WIAS Preprint No. 196, (1995)

On Large Deviation Efficiency in Statistical Inference



Authors

  • Puhalskii, Anatolii
  • Spokoiny, Vladimir
    ORCID: 0000-0002-2040-3427

2010 Mathematics Subject Classification

  • 62G20 60F10 62G05 62G10

Keywords

  • Large deviation principle, statistical experiments, large deviation efficiency, minimax risks, Bahadur efficiency, Chernoff function

DOI

10.20347/WIAS.PREPRINT.196

Abstract

This paper presents a general approach to statistical problems with criteria based on probabilities of large deviations. The underlying idea, which originates from similarity in the definitions of the large deviation principle and weak convergence, is to develop a large deviation analogue of asymptotic decision theory. We consider a sequence of statistical experiments over an arbitrary parameter set and introduce for it the concept of the large deviation principle (LDP) which parallels the concept of weak convergence of experiments. Our main result, in analogy with Le Cam's minimax theorem, states that the LDP provides an asymptotic lower bound for the sequence of appropriately defined minimax risks. We show next that the bound is tight and give a method of constructing decisions whose asymptotic risk is arbitrarily close to the bound. The construction is further specified for hypotheses testing and estimation problems.

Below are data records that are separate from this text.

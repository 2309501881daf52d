//! Final-stage clipping and interleaving.
//!
//! Design goals:
//! - Process four samples per step with `wide::f32x4`; scalar tail for the remainder.
//! - No allocation: callers hand in planar scratch buffers sized by the engine.
//! - Global volume is ramped linearly across the buffer so volume changes never click.

use wide::f32x4;

use crate::constants::{SOFT_CLIP_KNEE, SOFT_CLIP_WALL};

/// Parameters for one clip pass.
#[derive(Debug, Clone, Copy, PartialEq)]
pub struct ClipParams {
    /// Global volume at the first frame
    pub volume_start: f32,
    /// Global volume reached at the end of the buffer
    pub volume_end: f32,
    /// Soft-clip (`0.87x - 0.1x³`) instead of clamping to ±1
    pub roundoff: bool,
    /// Gain applied after clipping
    pub post_scale: f32,
}

#[inline]
fn soft_clip(x: f32) -> f32 {
    if x <= -SOFT_CLIP_KNEE {
        -SOFT_CLIP_WALL
    } else if x >= SOFT_CLIP_KNEE {
        SOFT_CLIP_WALL
    } else {
        0.87 * x - 0.1 * x * x * x
    }
}

#[inline]
fn soft_clip_x4(x: f32x4) -> f32x4 {
    // The polynomial evaluates to the wall value exactly at the knee, so clamping the
    // input first saturates the same way the scalar branch does.
    let knee = f32x4::splat(SOFT_CLIP_KNEE);
    let x = x.max(-knee).min(knee);
    f32x4::splat(0.87) * x - f32x4::splat(0.1) * x * x * x
}

#[inline]
fn hard_clip_x4(x: f32x4) -> f32x4 {
    x.max(f32x4::splat(-1.0)).min(f32x4::splat(1.0))
}

/// Apply volume, clipping and post-scale from the planar `src` into the planar `dst`.
///
/// - `frames`: samples per channel to process.
/// - `stride`: distance between channel starts in both buffers.
/// - `channels`: number of planar channels.
pub fn clip(
    src: &[f32],
    dst: &mut [f32],
    frames: usize,
    stride: usize,
    channels: usize,
    params: ClipParams,
) {
    if frames == 0 {
        return;
    }
    let volume_step = (params.volume_end - params.volume_start) / frames as f32;
    let post = f32x4::splat(params.post_scale);
    let lanes = f32x4::from([0.0, 1.0, 2.0, 3.0]);
    let vector_frames = frames & !3;

    for channel in 0..channels {
        let base = channel * stride;
        let input = &src[base..base + frames];
        let output = &mut dst[base..base + frames];

        let mut i = 0;
        while i < vector_frames {
            let volume = f32x4::splat(params.volume_start + volume_step * i as f32)
                + lanes * f32x4::splat(volume_step);
            let x = f32x4::from([input[i], input[i + 1], input[i + 2], input[i + 3]]) * volume;
            let y = if params.roundoff {
                soft_clip_x4(x)
            } else {
                hard_clip_x4(x)
            } * post;
            output[i..i + 4].copy_from_slice(&y.to_array());
            i += 4;
        }

        while i < frames {
            let volume = params.volume_start + volume_step * i as f32;
            let x = input[i] * volume;
            let y = if params.roundoff {
                soft_clip(x)
            } else {
                x.clamp(-1.0, 1.0)
            };
            output[i] = y * params.post_scale;
            i += 1;
        }
    }
}

/// Planar to interleaved float.
pub fn interleave_f32(src: &[f32], out: &mut [f32], frames: usize, stride: usize, channels: usize) {
    for channel in 0..channels {
        let plane = &src[channel * stride..channel * stride + frames];
        for (frame, &sample) in plane.iter().enumerate() {
            out[frame * channels + channel] = sample;
        }
    }
}

/// Planar to interleaved signed 16-bit, scaling by `0x7FFF` with truncation.
pub fn interleave_s16(src: &[f32], out: &mut [i16], frames: usize, stride: usize, channels: usize) {
    for channel in 0..channels {
        let plane = &src[channel * stride..channel * stride + frames];
        for (frame, &sample) in plane.iter().enumerate() {
            out[frame * channels + channel] = (sample * 32767.0) as i16;
        }
    }
}

#[cfg(test)]
mod tests {
    use super::*;

    fn params(roundoff: bool) -> ClipParams {
        ClipParams {
            volume_start: 1.0,
            volume_end: 1.0,
            roundoff,
            post_scale: 0.95,
        }
    }

    #[test]
    fn test_soft_clip_saturates_at_wall() {
        assert_eq!(soft_clip(10.0), SOFT_CLIP_WALL);
        assert_eq!(soft_clip(-10.0), -SOFT_CLIP_WALL);
        assert!((soft_clip(SOFT_CLIP_KNEE - 1e-6) - SOFT_CLIP_WALL).abs() < 1e-4);
    }

    #[test]
    fn test_output_never_exceeds_post_scale() {
        let src: Vec<f32> = (0..37).map(|i| (i as f32 - 18.0) * 0.7).collect();
        for roundoff in [false, true] {
            let mut dst = vec![0.0; src.len()];
            clip(&src, &mut dst, src.len(), src.len(), 1, params(roundoff));
            for v in &dst {
                assert!(v.abs() <= 0.95 + 1e-6, "{v}");
            }
        }
    }

    #[test]
    fn test_vector_and_scalar_paths_agree() {
        let src: Vec<f32> = (0..11).map(|i| (i as f32 - 5.0) * 0.33).collect();
        let mut dst = vec![0.0; 11];
        let p = ClipParams {
            volume_start: 0.5,
            volume_end: 1.5,
            roundoff: true,
            post_scale: 1.0,
        };
        clip(&src, &mut dst, 11, 11, 1, p);
        let step = 1.0 / 11.0;
        for (i, (&x, &y)) in src.iter().zip(&dst).enumerate() {
            let expected = soft_clip(x * (0.5 + step * i as f32));
            assert!((expected - y).abs() < 1e-5, "frame {i}: {expected} vs {y}");
        }
    }

    #[test]
    fn test_hard_clip_passes_small_signals() {
        let src = [0.5f32, -0.25, 2.0, -3.0];
        let mut dst = [0.0f32; 4];
        clip(&src, &mut dst, 4, 4, 1, params(false));
        assert!((dst[0] - 0.475).abs() < 1e-6);
        assert!((dst[1] + 0.2375).abs() < 1e-6);
        assert!((dst[2] - 0.95).abs() < 1e-6);
        assert!((dst[3] + 0.95).abs() < 1e-6);
    }

    #[test]
    fn test_interleave_formats() {
        // Two channels, stride 4, three frames.
        let src = [0.1, 0.2, 0.3, 9.0, -0.1, -0.2, -0.3, 9.0];
        let mut f = [0.0f32; 6];
        interleave_f32(&src, &mut f, 3, 4, 2);
        assert_eq!(f, [0.1, -0.1, 0.2, -0.2, 0.3, -0.3]);

        let mut s = [0i16; 6];
        interleave_s16(&[1.0, -1.0], &mut s[..2], 1, 1, 2);
        assert_eq!(&s[..2], &[32767, -32767]);
    }
}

We apply the results to a number of standard statistical models: an i.i.d. sample, regression, the change-point model and others. For each model, we check the LDP; after that, considering first a hypotheses testing problem and then an estimation problem, we calculate asymptotic minimax risks and indicate corresponding decisions.

Appeared in

  • Bernoulli, 4 (1998) No. 2, pp. 203-272.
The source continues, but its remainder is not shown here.